Is Your Jade Plant Thirsty?

This time of the year it’s very easy to over-water house plants.

There is a lot less light in the winter,so most  plants including Jade Plants, will not be as actively photosynthesizing and won’t need as much water.

Over-watering has symptoms similar to under-watering.
When you give a plant too much water, it can cause the roots to become water logged and eventually die back. When the plant loses its roots, it can’t take up enough water, hence, the apparent symptom of not enough water. The well-meaning person taking care of the plant gives it even more water making the problem worse.

A Jade Plant  is able to store water in its fleshy leaves and stems. When it dries out to the point of needing water, the leaves become soft and flexible.

If you think your Jade plant needs water, gently squeeze a leaf or two.

Jade Plant

If it feel soft, it needs water. If it’s still firm, which in the horticulture trade is called turgid, no water is needed. The plant shown above needs no water, the leaf feels pretty firm.

 

Dry Jade Plant

This next plant’s leaves are soft and flexible, that means this plant needs water.

This squeeze-the-leaf  method works only on Jade Plants and other plants with similar fleshy leaves such as sedums and aloe.

Enjoy your indoor gardening!

Bob

January 10, 2009

Pineapple, Michigan Grown!

Filed under: Uncategorized — bob @ 4:25 pm

One of the fun gardening projects you can do this time of the year is start your own pineapple plant. Even though most pineapples we eat are grown in Hawaii, you can actually grow a real pineapple in Michigan…for free!

Here’s how I do it.

First, you need a fresh pineapple from the produce department.  Look for the freshest looking one you can find. Of course you would probably do that anyway if you were shopping for produce.

Cut the top off normally and eat the pineapple…

Now, here’s the part that is different: instead of throwing away the top, use it to start your own pineapple plant.

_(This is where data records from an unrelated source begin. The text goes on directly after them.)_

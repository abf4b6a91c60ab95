//! libtranslit-core
//!
//! Offline phonetic transliteration: typed Latin input is segmented into
//! phonetic tokens, looked up in a compact bit-packed dictionary, searched for
//! the best segmentations, and ranked together with words learned from the
//! user's own commits.
//!
//! Public API:
//! - `Engine` - Decoding orchestrator (segment, search, personalize)
//! - `Transliterator` - Memoized segmentation search over a token lattice
//! - `Codec` - Bit-packed dictionary encoding and lookup
//! - `ModelData` / `ModelBuilder` - Serializable model and its builder
//! - `PersonalDict` - Two-tier learned overrides with bounded storage
//! - `Heap` - Bounded priority queue used for top-K accumulation
//! - `Config` - Configuration and tuning knobs
use serde::{Deserialize, Serialize};

pub mod heap;
pub use heap::{Heap, HeapNode};

pub mod codec;
pub use codec::{BitCode, Codec, EncodedSegment, SegmentRange, Target, TargetTrie};

pub mod model;
pub use model::{BincodeModelSource, JsonModelSource, ModelBuilder, ModelData, ModelSource};

pub mod search;
pub use search::{PrefixMatch, Transliterator};

pub mod trie;
pub use trie::TrieNode;

pub mod fuzzy;
pub use fuzzy::FuzzyMap;

pub mod segmenter;
pub use segmenter::{SyllableSegmenter, TokenPath, TokenSegmenter};

pub mod userdict;
pub use userdict::{MemoryStore, PersistenceStore, PersonalDict, RedbStore};

pub mod candidate;
pub use candidate::{Candidate, Response};

pub mod engine;
pub use engine::Engine;

/// Engine configuration.
///
/// Every field has a default, so a TOML file only needs to list the knobs it
/// changes.
#[derive(Debug, Clone, PartialEq, Deserialize, Serialize)]
#[serde(default)]
pub struct Config {
    /// Identifier of the input tool; namespaces the persisted user dictionary.
    pub input_tool: String,

    // Search
    /// Log-probability added once per extra segment when a word is split.
    pub multi_segment_factor: f64,
    /// Beam width: best segmentations kept per sub-lattice (1-best by default).
    pub search_beam: usize,
    /// Longest token lattice the search will accept.
    pub max_token_length: usize,
    /// Cap on concrete sequences tried when expanding alternatives.
    pub max_sequence_size: usize,
    /// Maximum number of memoized sub-lattice results.
    pub max_cache_size: usize,

    // Personal dictionary
    /// Whether commits are learned and consulted.
    pub user_dict_enabled: bool,
    /// Weight of a recent commit relative to a permanent one.
    pub latest_factor: u32,
    /// Recent (source, target) pairs kept before folding into the permanent tier.
    pub max_latest_entries: usize,
    /// Hard cap on permanent (source, target) pairs.
    pub max_permanent_size: usize,

    /// Fuzzy equivalence rules for the syllable segmenter (e.g. "sh=s:0.8").
    pub fuzzy: Vec<String>,
}

impl Default for Config {
    fn default() -> Self {
        Self {
            input_tool: "translit".to_string(),
            multi_segment_factor: -3.0,
            search_beam: 1,
            max_token_length: 16,
            max_sequence_size: codec::DEFAULT_MAX_SEQUENCE_SIZE,
            max_cache_size: 1000,
            user_dict_enabled: true,
            latest_factor: 5,
            max_latest_entries: 100,
            max_permanent_size: 1000,
            fuzzy: vec![],
        }
    }
}

impl Config {
    /// Load configuration from a TOML file.
    pub fn load_toml<P: AsRef<std::path::Path>>(
        path: P,
    ) -> Result<Self, Box<dyn std::error::Error>> {
        let content = std::fs::read_to_string(path)?;
        let config: Config = toml::from_str(&content)?;
        Ok(config)
    }

    /// Save configuration to a TOML file.
    pub fn save_toml<P: AsRef<std::path::Path>>(
        &self,
        path: P,
    ) -> Result<(), Box<dyn std::error::Error>> {
        let content = toml::to_string_pretty(self)?;
        std::fs::write(path, content)?;
        Ok(())
    }

    /// Load configuration from TOML string.
    pub fn from_toml_str(content: &str) -> Result<Self, toml::de::Error> {
        toml::from_str(content)
    }

    /// Serialize configuration to TOML string.
    pub fn to_toml_string(&self) -> Result<String, toml::ser::Error> {
        toml::to_string_pretty(self)
    }

    /// Storage key of the persisted user dictionary.
    ///
    /// # Example
    /// ```
    /// # use libtranslit_core::Config;
    /// let config = Config { input_tool: "hi-t-i0-und".into(), ..Config::default() };
    /// assert_eq!(config.user_dict_key(), "hi-t-i0-und_user_dictionary");
    /// ```
    pub fn user_dict_key(&self) -> String {
        format!("{}_user_dictionary", self.input_tool)
    }
}

/// Utility helpers.
pub mod utils {
    /// Normalize input strings (NFC) and trim whitespace.
    pub fn normalize(s: &str) -> String {
        use unicode_normalization::UnicodeNormalization;
        s.nfc().collect::<String>().trim().to_string()
    }
}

You need to prepare the top before planting by trimming away any remaining pineapple fruit, so that you end up with a top that looks like this:

Then, pull off the lower leaves until you see some small bumps on the stalk, these will be the spot from which the new roots will grow. It will look something like this:

Then just place the prepared top into a pot of planting mix deep enough to cover those bumps and water it in. Place your plant where it can get some sun and water it when the soil gets somewhat dry. Fertilize it with a houseplant fertilizer as directed on the package and you should be all set.

The plant shown in this photo (on the right) has been growing for several weeks. Look at all those nice new leaves.

Here is that same plant several months later.

My pineapple has been growing in the same six inch pot for all that time. I would recommend that you move your plant into a larger pot as it grows.

This plant is a little over two feet tall… and has a real pineapple at the top!

As it starts to turn a little yellow,  I will harvest it to eat and then start a new pineapple all over again!